Bradley and Adams met at the New Zealand Broadcasting School in 2018, "and have been friends ever since," Adams said.
"I think the reason it works is because our friendship is our main priority, we communicate really well in order to protect that, and what comes out of that is just a really loving kaupapa," she told Susana Lei'ataua on RNZ's Labour Day special.
"It reflects in the work - the respect that we have behind the scenes."
Bradley added he and Adams balance each other out.
"We find ways to fill in the gaps in each other's knowledge and each other's talents within the industry, whether that be post-production or production or managing money," he said.
"It's awesome having a duo, and having Hattie understand me in that way, and having me understand her.
"Years of knowing each other helps that, but also finding our little pockets to collaborate with and to create a new product that reflects both of us."
It was not the first time Bradley and Adams had created a music video for Aro, who introduce themselves as "a blend of stories in song expressing the people, the culture, and the heart of Aotearoa".

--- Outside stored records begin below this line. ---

//! Handler dispatcher: the polymorphic executor
//!
//! [`HandlerDispatcher`] implements the application layer's
//! [`DispatcherPort`] by switching exhaustively on a tool's handler variant:
//!
//! ```text
//! DispatcherPort::dispatch()
//!   ├─ Proxy    → proxy::execute     (reqwest, platform credential)
//!   ├─ Function → function registry  (registered callback, timed)
//!   ├─ Http     → http::execute      (reqwest, auth/templating/retries)
//!   ├─ Script   → script::execute    (tokio subprocess, killed on timeout)
//!   ├─ Chain    → chain::execute     (re-enters dispatch per step)
//!   └─ Forward  → forwarder port     (downstream aggregator)
//! ```
//!
//! Every expected failure mode is converted into an `is_error` result with
//! diagnostic text; the only `Err` returns are configuration errors
//! (unregistered callback, unknown chain step).

pub mod chain;
pub mod function;
pub mod http;
pub mod proxy;
pub mod script;

pub use function::{FunctionRegistry, ToolFunction};

use std::sync::Arc;

use async_trait::async_trait;
use toolgate_application::ports::credentials::CredentialResolverPort;
use toolgate_application::ports::dispatcher::{DispatchError, DispatcherPort};
use toolgate_application::ports::forwarder::ToolForwarderPort;
use toolgate_application::registry::ToolRegistry;
use toolgate_domain::tool::entities::{HandlerConfig, ToolDefinition};
use toolgate_domain::tool::value_objects::ToolCallResult;
use tracing::debug;

/// Executor over the six handler strategies
pub struct HandlerDispatcher {
    /// Shared with the gateway; chains resolve their steps against it
    registry: Arc<ToolRegistry>,
    functions: Arc<FunctionRegistry>,
    forwarder: Arc<dyn ToolForwarderPort>,
    credentials: Arc<dyn CredentialResolverPort>,
    client: reqwest::Client,
}

impl HandlerDispatcher {
    pub fn new(
        registry: Arc<ToolRegistry>,
        functions: Arc<FunctionRegistry>,
        forwarder: Arc<dyn ToolForwarderPort>,
        credentials: Arc<dyn CredentialResolverPort>,
    ) -> Self {
        Self {
            registry,
            functions,
            forwarder,
            credentials,
            client: reqwest::Client::new(),
        }
    }

    /// Use a preconfigured HTTP client (proxies, default headers, ...)
    pub fn with_client(mut self, client: reqwest::Client) -> Self {
        self.client = client;
        self
    }

    pub(crate) fn registry(&self) -> &Arc<ToolRegistry> {
        &self.registry
    }
}

#[async_trait]
impl DispatcherPort for HandlerDispatcher {
    async fn dispatch(
        &self,
        tool: &ToolDefinition,
        arguments: &serde_json::Value,
    ) -> Result<ToolCallResult, DispatchError> {
        debug!(tool = %tool.name, handler = tool.handler_kind(), "Dispatching tool call");

        match &tool.handler {
            HandlerConfig::Proxy(config) => Ok(proxy::execute(
                &self.client,
                self.credentials.as_ref(),
                config,
                arguments,
            )
            .await),
            HandlerConfig::Function(config) => self.functions.execute(config, arguments).await,
            HandlerConfig::Http(config) => {
                Ok(http::execute(&self.client, config, arguments).await)
            }
            HandlerConfig::Script(config) => Ok(script::execute(config, arguments).await),
            HandlerConfig::Chain(config) => chain::execute(self, config, arguments).await,
            HandlerConfig::Forward(config) => {
                match self
                    .forwarder
                    .call_tool(&config.service, &config.tool, arguments)
                    .await
                {
                    Ok(result) => Ok(result),
                    Err(error) => Ok(ToolCallResult::error(format!(
                        "Forwarded call to '{}/{}' failed: {}",
                        config.service, config.tool, error
                    ))),
                }
            }
        }
    }
}
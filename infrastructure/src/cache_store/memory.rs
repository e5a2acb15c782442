//! In-memory cache store

use std::collections::HashMap;

use async_trait::async_trait;
use chrono::{DateTime, Duration, Utc};
use tokio::sync::RwLock;
use toolgate_application::ports::cache_store::{CacheStoreError, CacheStorePort};
use toolgate_domain::cache::entities::{CacheEntry, CacheStatus};
use toolgate_domain::tool::value_objects::ToolCallResult;
use tracing::warn;

use super::DEFAULT_SYNTHESIZED_TTL_SECS;

/// Process-local cache store; the map's write lock is the atomicity boundary
#[derive(Default)]
pub struct MemoryCacheStore {
    entries: RwLock<HashMap<String, CacheEntry>>,
}

impl MemoryCacheStore {
    pub fn new() -> Self {
        Self::default()
    }
}

#[async_trait]
impl CacheStorePort for MemoryCacheStore {
    async fn get(&self, key: &str) -> Result<Option<CacheEntry>, CacheStoreError> {
        Ok(self.entries.read().await.get(key).cloned())
    }

    async fn insert(&self, key: &str, entry: CacheEntry) -> Result<(), CacheStoreError> {
        self.entries.write().await.insert(key.to_string(), entry);
        Ok(())
    }

    async fn take_deliverable(
        &self,
        key: &str,
        now: DateTime<Utc>,
    ) -> Result<Option<CacheEntry>, CacheStoreError> {
        let mut entries = self.entries.write().await;
        match entries.get_mut(key) {
            Some(entry) if entry.is_deliverable(now) => {
                entry.mark_consumed();
                Ok(Some(entry.clone()))
            }
            _ => Ok(None),
        }
    }

    async fn complete(
        &self,
        key: &str,
        status: CacheStatus,
        result: ToolCallResult,
        task_id: &str,
    ) -> Result<(), CacheStoreError> {
        let mut entries = self.entries.write().await;
        let entry = entries.entry(key.to_string()).or_insert_with(|| {
            warn!(%key, "Completing a cache entry that was already evicted");
            CacheEntry::pending(task_id, Duration::seconds(DEFAULT_SYNTHESIZED_TTL_SECS))
        });
        entry.complete(status, result);
        Ok(())
    }

    async fn remove(&self, key: &str) -> Result<(), CacheStoreError> {
        self.entries.write().await.remove(key);
        Ok(())
    }

    async fn evict(&self, now: DateTime<Utc>) -> Result<usize, CacheStoreError> {
        let mut entries = self.entries.write().await;
        let before = entries.len();
        entries.retain(|_, entry| !entry.is_evictable(now));
        Ok(before - entries.len())
    }

    async fn len(&self) -> Result<usize, CacheStoreError> {
        Ok(self.entries.read().await.len())
    }
}

#[cfg(test)]
mod tests {
    use super::*;

    const TASK: &str = "t-0123456789abcdef";

    fn completed(ttl_secs: i64) -> CacheEntry {
        let mut entry = CacheEntry::pending(TASK, Duration::seconds(ttl_secs));
        entry.complete(CacheStatus::Completed, ToolCallResult::text("cached"));
        entry
    }

    #[tokio::test]
    async fn test_insert_and_get() {
        let store = MemoryCacheStore::new();
        store.insert("k", completed(300)).await.unwrap();
        let entry = store.get("k").await.unwrap().unwrap();
        assert_eq!(entry.result.first_text(), Some("cached"));
        assert_eq!(store.len().await.unwrap(), 1);
    }

    #[tokio::test]
    async fn test_take_deliverable_consumes_exactly_once() {
        let store = MemoryCacheStore::new();
        store.insert("k", completed(300)).await.unwrap();

        let now = Utc::now();
        let first = store.take_deliverable("k", now).await.unwrap();
        assert!(first.is_some());

        let second = store.take_deliverable("k", now).await.unwrap();
        assert!(second.is_none());

        // The consumed entry is still there until a sweep removes it.
        assert!(store.get("k").await.unwrap().unwrap().consumed);
    }

    #[tokio::test]
    async fn test_pending_entry_is_not_taken() {
        let store = MemoryCacheStore::new();
        store
            .insert("k", CacheEntry::pending(TASK, Duration::seconds(300)))
            .await
            .unwrap();
        assert!(store.take_deliverable("k", Utc::now()).await.unwrap().is_none());
    }

    #[tokio::test]
    async fn test_complete_recreates_evicted_entry() {
        let store = MemoryCacheStore::new();
        store
            .complete("k", CacheStatus::Failed, ToolCallResult::error("late"), TASK)
            .await
            .unwrap();

        let entry = store.get("k").await.unwrap().unwrap();
        assert_eq!(entry.status, CacheStatus::Failed);
        assert!(!entry.consumed);
        assert_eq!(entry.task_id, TASK);
    }

    #[tokio::test]
    async fn test_evict_removes_consumed_and_expired() {
        let store = MemoryCacheStore::new();
        store.insert("consumed", completed(300)).await.unwrap();
        store.take_deliverable("consumed", Utc::now()).await.unwrap();
        store.insert("expired", completed(-1)).await.unwrap();
        store.insert("fresh", completed(300)).await.unwrap();

        let evicted = store.evict(Utc::now()).await.unwrap();
        assert_eq!(evicted, 2);
        assert_eq!(store.len().await.unwrap(), 1);
        assert!(store.get("fresh").await.unwrap().is_some());
    }
}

"We know Emily and Charles' music quite well, we've worked on three of their videos, so we always knew their style," Adams said.
In regards to the 'Tōtara' music video, Bradley said there is not a lot of time to tell a big story in four minutes - "So we kept it simple."
"Two siblings starting apart, and learning to come together through the memory of someone that they both once loved in their own way."
Adams said the waiata was "stunning", about grief and the loss of Charles' aunt.
"They played us the song, and then we went away and listened to it and just discussed what grief meant to us.
"We found that there was a lot of really universal themes and links, especially with our Māori background and then New Zealand as a whole, [which] I think, is always very family orientated.
"So we worked out basically a narrative that just told the privilege of knowing someone that you've lost, as opposed to the pain of losing them."
The shoot itself only took two days - one day inside a studio inside a West Auckland house, half a day outside a rundown house in South Auckland suburb of Rosehill, and another half in Tōtara Park.
As for the award, Bradley said they were not expecting to win.
"We didn't quite know what to say."
"It's very nice to be recognised for these things, but we're both also very good at playing ourselves down a little bit, so we weren't expecting it."